Ontario’s Attorney General Madeleine Meilleur didn’t beat around the bush when asked if there was any appetite for cameras in courts.
“To tell you the truth, no,” she said in a recent interview.
The province ran a pilot project in 2007 with cameras in the Court of Appeal, and though a subsequent report deemed it an overwhelming success, there has been little movement on the issue since.
Other provinces such as British Columbia and Saskatchewan also have tested the waters.
Nova Scotia has webcast some appeals and class-action cases when there are media requests.
But the biggest push is coming from Manitoba, where the chief justices have designated courtrooms that presumptively are open to broadcast.
The project that began in 2014 focused on cases with a strong public interest and did not include any involving witness testimony, Appeal Court Chief Justice Richard Chartier noted.
“We like to proceed on a step-by-step approach in order to provide a certain comfort level,” he said.
The pilot project is now on hold, not because of any concerns but in order to allow for easier media access.
Part of the agreement was that the media could use clips from court on newscasts, but the entire proceeding had to be livestreamed somewhere.
The satellite costs, however, were proving prohibitive, Chartier said.
Now the court is investigating the possibility of technological upgrades, such as fibre optic cable, to make it more cost-effective for the media.
Most courts don’t have the bandwidth or infrastructure to support video broadcasting, and it would be a costly venture, said Ontario Superior Court Justice Fran Kiteley, who also is the co-chair of the Canadian Centre for Court Technology.
The concerns of witnesses also are a significant driver of opposition to cameras in courts.
“Everybody who’s involved in a criminal proceeding, be it accused or witnesses, for the most part they don’t want to be there and witnesses or victims’ families or accused, they all have the choice whether or not to talk to the media,” noted lawyer Emma Rhodes.
“When you have cameras in the courtroom, you take that choice away.”
Rhodes says “there’s a million reasons” why she is against cameras in courts, but would be fine with broadcasts from appeal courts since those proceedings tend to only involve lawyers.
Lawyer Sean Robichaud, a staunch cameras-in-courts advocate, believes the hesitation stems from a fear of greater scrutiny.
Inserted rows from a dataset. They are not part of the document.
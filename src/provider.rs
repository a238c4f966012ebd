use std::sync::Arc;

use serde::Deserialize;
use time::OffsetDateTime;
use url::Url;

use crate::clock::{Clock, SystemClock};
use crate::error::Error;
use crate::session::AuthProvider;
use crate::types::{AuthUser, ProviderSession, UserId};

/// Connection settings for a GoTrue-compatible auth service.
///
/// ```rust,ignore
/// use catering_session::provider::ProviderConfig;
///
/// let config = ProviderConfig::new("https://project.supabase.co".parse()?, "anon-key");
/// ```
#[derive(Debug, Clone)]
#[non_exhaustive]
pub struct ProviderConfig {
    pub(crate) base_url: Url,
    pub(crate) api_key: String,
}

impl ProviderConfig {
    /// Required fields are parameters; endpoints are derived from `base_url`.
    #[must_use]
    pub fn new(mut base_url: Url, api_key: impl Into<String>) -> Self {
        // `Url::join` replaces the last segment unless the path ends in '/'.
        if !base_url.path().ends_with('/') {
            let path = format!("{}/", base_url.path());
            base_url.set_path(&path);
        }
        Self {
            base_url,
            api_key: api_key.into(),
        }
    }

    /// Create config from environment variables.
    ///
    /// # Required env vars
    /// - `AUTH_URL`: base URL of the auth service
    /// - `AUTH_API_KEY`: project API key sent as the `apikey` header
    ///
    /// # Errors
    ///
    /// Returns [`Error::Config`] if a variable is missing or `AUTH_URL` is
    /// not a valid URL.
    pub fn from_env() -> Result<Self, Error> {
        let url_str = std::env::var("AUTH_URL")
            .map_err(|_| Error::Config("AUTH_URL is required".into()))?;
        let base_url: Url = url_str
            .parse()
            .map_err(|e| Error::Config(format!("AUTH_URL: {e}")))?;
        let api_key = std::env::var("AUTH_API_KEY")
            .map_err(|_| Error::Config("AUTH_API_KEY is required".into()))?;
        Ok(Self::new(base_url, api_key))
    }

    /// Base URL, always ending in `/`.
    #[must_use]
    pub fn base_url(&self) -> &Url {
        &self.base_url
    }

    /// Project API key sent as the `apikey` header.
    #[must_use]
    pub fn api_key(&self) -> &str {
        &self.api_key
    }

    /// `{base}/auth/v1/token?grant_type=refresh_token`
    ///
    /// # Errors
    ///
    /// Returns [`Error::Config`] if the base URL cannot carry a path.
    pub fn token_url(&self) -> Result<Url, Error> {
        let mut url = self.endpoint("auth/v1/token")?;
        url.query_pairs_mut()
            .append_pair("grant_type", "refresh_token");
        Ok(url)
    }

    /// `{base}/auth/v1/user`
    ///
    /// # Errors
    ///
    /// Returns [`Error::Config`] if the base URL cannot carry a path.
    pub fn user_url(&self) -> Result<Url, Error> {
        self.endpoint("auth/v1/user")
    }

    fn endpoint(&self, path: &str) -> Result<Url, Error> {
        self.base_url
            .join(path)
            .map_err(|e| Error::Config(format!("{}: {e}", self.base_url)))
    }
}

/// Token endpoint response. GoTrue sends both `expires_in` and `expires_at`;
/// the absolute value wins when present.
#[derive(Debug, Clone, Deserialize)]
struct TokenResponse {
    access_token: String,
    #[serde(default)]
    refresh_token: Option<String>,
    #[serde(default)]
    expires_in: Option<i64>,
    #[serde(default)]
    expires_at: Option<i64>,
}

impl TokenResponse {
    /// A response without a refresh token keeps the one that was sent.
    fn into_session(
        self,
        sent_refresh_token: &str,
        now: OffsetDateTime,
    ) -> Result<ProviderSession, Error> {
        let expires_at = match (self.expires_at, self.expires_in) {
            (Some(ts), _) => OffsetDateTime::from_unix_timestamp(ts).map_err(|e| {
                Error::Provider {
                    operation: "token refresh",
                    status: None,
                    detail: format!("invalid expires_at {ts}: {e}"),
                }
            })?,
            (None, Some(secs)) => now + time::Duration::seconds(secs),
            (None, None) => {
                return Err(Error::Provider {
                    operation: "token refresh",
                    status: None,
                    detail: "response carries no expiry".into(),
                });
            }
        };
        let refresh_token = self
            .refresh_token
            .unwrap_or_else(|| sent_refresh_token.to_owned());
        Ok(ProviderSession::new(
            self.access_token,
            refresh_token,
            expires_at,
        ))
    }
}

#[derive(Debug, Clone, Deserialize)]
struct UserResponse {
    id: UserId,
    #[serde(default)]
    email: Option<String>,
}

impl From<UserResponse> for AuthUser {
    fn from(user: UserResponse) -> Self {
        let auth = AuthUser::new(user.id);
        match user.email {
            Some(email) if !email.is_empty() => auth.with_email(email),
            _ => auth,
        }
    }
}

/// [`AuthProvider`] over HTTP.
#[derive(Debug, Clone)]
pub struct HttpAuthProvider {
    config: ProviderConfig,
    http: reqwest::Client,
    clock: Arc<dyn Clock>,
}

impl HttpAuthProvider {
    /// Create a provider with a default HTTP client and the system clock.
    #[must_use]
    pub fn new(config: ProviderConfig) -> Self {
        Self {
            config,
            http: reqwest::Client::new(),
            clock: Arc::new(SystemClock),
        }
    }

    /// Use a custom HTTP client (for connection pool reuse or testing).
    #[must_use]
    pub fn with_http_client(mut self, client: reqwest::Client) -> Self {
        self.http = client;
        self
    }

    /// Clock used to turn a relative `expires_in` into an absolute expiry.
    #[must_use]
    pub fn with_clock(mut self, clock: Arc<dyn Clock>) -> Self {
        self.clock = clock;
        self
    }

    /// Connection settings.
    #[must_use]
    pub fn config(&self) -> &ProviderConfig {
        &self.config
    }

    /// Checks HTTP response status; returns the response on success or an error with details.
    async fn ensure_success(
        response: reqwest::Response,
        operation: &'static str,
    ) -> Result<reqwest::Response, Error> {
        if response.status().is_success() {
            return Ok(response);
        }
        let status = response.status().as_u16();
        let body = response.text().await.unwrap_or_default();
        tracing::debug!(operation, status, "Auth provider rejected request");
        Err(Error::Provider {
            operation,
            status: Some(status),
            detail: body,
        })
    }
}

impl AuthProvider for HttpAuthProvider {
    async fn refresh_session(&self, refresh_token: &str) -> Result<ProviderSession, Error> {
        let response = self
            .http
            .post(self.config.token_url()?)
            .header("apikey", &self.config.api_key)
            .json(&serde_json::json!({ "refresh_token": refresh_token }))
            .send()
            .await?;

        let response = Self::ensure_success(response, "token refresh").await?;
        let tokens = response.json::<TokenResponse>().await?;
        tokens.into_session(refresh_token, self.clock.now())
    }

    async fn get_user(&self, access_token: &str) -> Result<AuthUser, Error> {
        let response = self
            .http
            .get(self.config.user_url()?)
            .header("apikey", &self.config.api_key)
            .bearer_auth(access_token)
            .send()
            .await?;

        let response = Self::ensure_success(response, "user lookup").await?;
        let user = response.json::<UserResponse>().await?;
        Ok(user.into())
    }
}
“Even five years ago, I think there was a lot of reluctance for the same reasons about live tweeting,” he noted.
“And every step along the way as technology develops, we always see this reluctance for anyone in the justice system to embrace it.
“Primarily it’s frustrating to watch, as a lawyer, to hear about people talk about the justice system and there’s so little that’s actually known about it,” Robichaud added.
“What’s often being described to you is a system that isn’t ours, it’s more indicative of the American justice system,” he said.